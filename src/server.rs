//! The client-facing query server: `is_jwt_revoked`, `revoke_jwt`
//! (proxy-node gated), and `get_revoke_log` streaming.

use std::sync::Arc;

use tokio::net::TcpListener;
use tracing::{info, warn};

use crate::codec::Message;
use crate::config::Config;
use crate::queue::BoundedQueue;
use crate::scheduler::{NodeRole, Scheduler};
use crate::transport::{self, BrokenFlag};

pub struct QueryServer {
    scheduler: Arc<Scheduler>,
    bind_addr: (String, u16),
}

impl QueryServer {
    pub fn new(config: &Config, scheduler: Arc<Scheduler>) -> Self {
        Self {
            scheduler,
            bind_addr: (config.server_ip.clone(), config.server_port),
        }
    }

    /// Binds and accepts forever, spawning a connection handler per
    /// accepted socket. Returns only on bind failure.
    pub async fn run(self) -> crate::error::Result<()> {
        let listener = TcpListener::bind((self.bind_addr.0.as_str(), self.bind_addr.1)).await?;
        info!("query server listening on {}:{}", self.bind_addr.0, self.bind_addr.1);

        loop {
            let (stream, peer) = listener.accept().await?;
            let scheduler = self.scheduler.clone();
            tokio::spawn(async move {
                handle_connection(stream, scheduler).await;
                info!("connection from {peer} closed");
            });
        }
    }
}

async fn handle_connection(stream: tokio::net::TcpStream, scheduler: Arc<Scheduler>) {
    let (read_half, write_half) = stream.into_split();
    let broken = BrokenFlag::new();

    let raw_inbound: BoundedQueue<String> = BoundedQueue::new(256);
    let outbound: BoundedQueue<String> = BoundedQueue::new(256);

    let recv = transport::spawn_recv_task(read_half, raw_inbound.clone(), broken.clone());
    let send = transport::spawn_send_task(write_half, outbound.clone(), broken.clone());
    let process = tokio::spawn(process_task(raw_inbound.clone(), outbound.clone(), scheduler));

    // Structured cancellation: whichever finishes first signals the
    // others to stop by closing the queues they block on.
    tokio::select! {
        _ = recv => {}
        _ = send => {}
        _ = process => {}
    }
    raw_inbound.close();
    outbound.close();
}

async fn process_task(inbound: BoundedQueue<String>, outbound: BoundedQueue<String>, scheduler: Arc<Scheduler>) {
    while let Some(raw) = inbound.dequeue().await {
        let msg = match Message::parse(&raw) {
            Ok(m) => m,
            Err(e) => {
                warn!("dropping malformed client message: {e}");
                continue;
            }
        };

        match msg.event.as_str() {
            "is_jwt_revoked" => handle_is_jwt_revoked(&msg, &scheduler, &outbound).await,
            "revoke_jwt" => handle_revoke_jwt(&msg, &scheduler).await,
            "get_revoke_log" => handle_get_revoke_log(&msg, &scheduler, &outbound).await,
            other => warn!("query server ignoring unknown event '{other}'"),
        }
    }
}

fn token_and_exp(msg: &Message) -> crate::error::Result<(String, i64)> {
    let token = msg.get("token")?.to_string();
    let exp_time = msg
        .get("exp_time")?
        .parse::<i64>()
        .map_err(|_| crate::error::NodeError::Protocol("field 'exp_time' is not a number".into()))?;
    Ok((token, exp_time))
}

async fn handle_is_jwt_revoked(msg: &Message, scheduler: &Arc<Scheduler>, outbound: &BoundedQueue<String>) {
    let (token, exp_time) = match token_and_exp(msg) {
        Ok(v) => v,
        Err(e) => {
            warn!("dropping malformed is_jwt_revoked: {e}");
            return;
        }
    };

    let revoked = match scheduler.role() {
        NodeRole::SingleNode | NodeRole::ProxyNode => scheduler.engine().is_revoked(&token, exp_time),
        NodeRole::SlaveNode { .. } => match scheduler.proxy_client() {
            Some(proxy) => match proxy.query_is_revoked(&token, exp_time).await {
                Ok(revoked) => revoked,
                Err(e) => {
                    warn!("proxy query failed: {e}");
                    false
                }
            },
            None => false,
        },
    };

    let status = if revoked { "revoked" } else { "active" };
    let reply = Message::new(
        "is_jwt_revoked_response",
        [
            ("token".to_string(), token),
            ("expTime".to_string(), exp_time.to_string()),
            ("status".to_string(), status.to_string()),
        ]
        .into_iter()
        .collect(),
    );
    outbound.enqueue(reply.assemble()).await;
}

/// Accepted only when the node is `proxy_node`; silently dropped in
/// every other role, including `slave_node`.
async fn handle_revoke_jwt(msg: &Message, scheduler: &Arc<Scheduler>) {
    if scheduler.role() != NodeRole::ProxyNode {
        return;
    }
    let (token, exp_time) = match token_and_exp(msg) {
        Ok(v) => v,
        Err(e) => {
            warn!("dropping malformed revoke_jwt: {e}");
            return;
        }
    };
    scheduler.engine().revoke_jwt(&token, exp_time);
    scheduler.engine().log_revoke(&token, exp_time).await;
}

async fn handle_get_revoke_log(msg: &Message, scheduler: &Arc<Scheduler>, outbound: &BoundedQueue<String>) {
    let Ok(hourly_timestamp) = msg.get("hourly_timestamp") else {
        warn!("dropping malformed get_revoke_log: missing hourly_timestamp");
        return;
    };
    let hourly_timestamp = hourly_timestamp.to_string();

    let log_dir = scheduler.engine().log_dir();
    let path = log_dir.join(format!("{hourly_timestamp}.txt"));
    let now = chrono::Utc::now().timestamp();

    if let Ok(contents) = tokio::fs::read_to_string(&path).await {
        for line in contents.lines() {
            let Some((token, exp_str)) = line.split_once(',') else {
                continue;
            };
            let Ok(exp_time) = exp_str.trim().parse::<i64>() else {
                continue;
            };
            if exp_time <= now {
                continue;
            }
            let reply = Message::new(
                "get_revoke_log_response",
                [
                    ("token".to_string(), token.to_string()),
                    ("expTime".to_string(), exp_time.to_string()),
                ]
                .into_iter()
                .collect(),
            );
            outbound.enqueue(reply.assemble()).await;
        }
    }

    let done = Message::new(
        "get_revoke_log_done",
        [("hourly_timestamp".to_string(), hourly_timestamp)].into_iter().collect(),
    );
    outbound.enqueue(done.assemble()).await;
}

************

■ **Exercise details**
For this exercise, retype each entry from above exactly as it stands.

■ **Answer for the task**
filename src/server.rs
//! The client-facing query server: `is_jwt_revoked`, `revoke_jwt`
//! (proxy-node gated), and `get_revoke_log` streaming.

use std::sync::Arc;

use tokio::net::TcpListener;
use tracing::{info, warn};

use crate::codec::Message;
use crate::config::Config;
use crate::queue::BoundedQueue;
use crate::scheduler::{NodeRole, Scheduler};
use crate::transport::{self, BrokenFlag};

pub struct QueryServer {
    scheduler: Arc<Scheduler>,
    bind_addr: (String, u16),
}

impl QueryServer {
    pub fn new(config: &Config, scheduler: Arc<Scheduler>) -> Self {
        Self {
            scheduler,
            bind_addr: (config.server_ip.clone(), config.server_port),
        }
    }

    /// Binds and accepts forever, spawning a connection handler per
    /// accepted socket. Returns only on bind failure.
    pub async fn run(self) -> crate::error::Result<()> {
        let listener = TcpListener::bind((self.bind_addr.0.as_str(), self.bind_addr.1)).await?;
        info!("query server listening on {}:{}", self.bind_addr.0, self.bind_addr.1);

        loop {
            let (stream, peer) = listener.accept().await?;
            let scheduler = self.scheduler.clone();
            tokio::spawn(async move {
                handle_connection(stream, scheduler).await;
                info!("connection from {peer} closed");
            });
        }
    }
}

async fn handle_connection(stream: tokio::net::TcpStream, scheduler: Arc<Scheduler>) {
    let (read_half, write_half) = stream.into_split();
    let broken = BrokenFlag::new();

    let raw_inbound: BoundedQueue<String> = BoundedQueue::new(256);
    let outbound: BoundedQueue<String> = BoundedQueue::new(256);

    let recv = transport::spawn_recv_task(read_half, raw_inbound.clone(), broken.clone());
    let send = transport::spawn_send_task(write_half, outbound.clone(), broken.clone());
    let process = tokio::spawn(process_task(raw_inbound.clone(), outbound.clone(), scheduler));

    // Structured cancellation: whichever finishes first signals the
    // others to stop by closing the queues they block on.
    tokio::select! {
        _ = recv => {}
        _ = send => {}
        _ = process => {}
    }
    raw_inbound.close();
    outbound.close();
}

async fn process_task(inbound: BoundedQueue<String>, outbound: BoundedQueue<String>, scheduler: Arc<Scheduler>) {
    while let Some(raw) = inbound.dequeue().await {
        let msg = match Message::parse(&raw) {
            Ok(m) => m,
            Err(e) => {
                warn!("dropping malformed client message: {e}");
                continue;
            }
        };

        match msg.event.as_str() {
            "is_jwt_revoked" => handle_is_jwt_revoked(&msg, &scheduler, &outbound).await,
            "revoke_jwt" => handle_revoke_jwt(&msg, &scheduler).await,
            "get_revoke_log" => handle_get_revoke_log(&msg, &scheduler, &outbound).await,
            other => warn!("query server ignoring unknown event '{other}'"),
        }
    }
}

fn token_and_exp(msg: &Message) -> crate::error::Result<(String, i64)> {
    let token = msg.get("token")?.to_string();
    let exp_time = msg
        .get("exp_time")?
        .parse::<i64>()
        .map_err(|_| crate::error::NodeError::Protocol("field 'exp_time' is not a number".into()))?;
    Ok((token, exp_time))
}

async fn handle_is_jwt_revoked(msg: &Message, scheduler: &Arc<Scheduler>, outbound: &BoundedQueue<String>) {
    let (token, exp_time) = match token_and_exp(msg) {
        Ok(v) => v,
        Err(e) => {
            warn!("dropping malformed is_jwt_revoked: {e}");
            return;
        }
    };

    let revoked = match scheduler.role() {
        NodeRole::SingleNode | NodeRole::ProxyNode => scheduler.engine().is_revoked(&token, exp_time),
        NodeRole::SlaveNode { .. } => match scheduler.proxy_client() {
            Some(proxy) => match proxy.query_is_revoked(&token, exp_time).await {
                Ok(revoked) => revoked,
                Err(e) => {
                    warn!("proxy query failed: {e}");
                    false
                }
            },
            None => false,
        },
    };

    let status = if revoked { "revoked" } else { "active" };
    let reply = Message::new(
        "is_jwt_revoked_response",
        [
            ("token".to_string(), token),
            ("expTime".to_string(), exp_time.to_string()),
            ("status".to_string(), status.to_string()),
        ]
        .into_iter()
        .collect(),
    );
    outbound.enqueue(reply.assemble()).await;
}

/// Accepted only when the node is `proxy_node`; silently dropped in
/// every other role, including `slave_node`.
async fn handle_revoke_jwt(msg: &Message, scheduler: &Arc<Scheduler>) {
    if scheduler.role() != NodeRole::ProxyNode {
        return;
    }
    let (token, exp_time) = match token_and_exp(msg) {
        Ok(v) => v,
        Err(e) => {
            warn!("dropping malformed revoke_jwt: {e}");
            return;
        }
    };
    scheduler.engine().revoke_jwt(&token, exp_time);
    scheduler.engine().log_revoke(&token, exp_time).await;
}

async fn handle_get_revoke_log(msg: &Message, scheduler: &Arc<Scheduler>, outbound: &BoundedQueue<String>) {
    let Ok(hourly_timestamp) = msg.get("hourly_timestamp") else {
        warn!("dropping malformed get_revoke_log: missing hourly_timestamp");
        return;
    };
    let hourly_timestamp = hourly_timestamp.to_string();

    let log_dir = scheduler.engine().log_dir();
    let path = log_dir.join(format!("{hourly_timestamp}.txt"));
    let now = chrono::Utc::now().timestamp();

    if let Ok(contents) = tokio::fs::read_to_string(&path).await {
        for line in contents.lines() {
            let Some((token, exp_str)) = line.split_once(',') else {
                continue;
            };
            let Ok(exp_time) = exp_str.trim().parse::<i64>() else {
                continue;
            };
            if exp_time <= now {
                continue;
            }
            let reply = Message::new(
                "get_revoke_log_response",
                [
                    ("token".to_string(), token.to_string()),
                    ("expTime".to_string(), exp_time.to_string()),
                ]
                .into_iter()
                .collect(),
            );
            outbound.enqueue(reply.assemble()).await;
        }
    }

    let done = Message::new(
        "get_revoke_log_done",
        [("hourly_timestamp".to_string(), hourly_timestamp)].into_iter().collect(),
    );
    outbound.enqueue(done.assemble()).await;
}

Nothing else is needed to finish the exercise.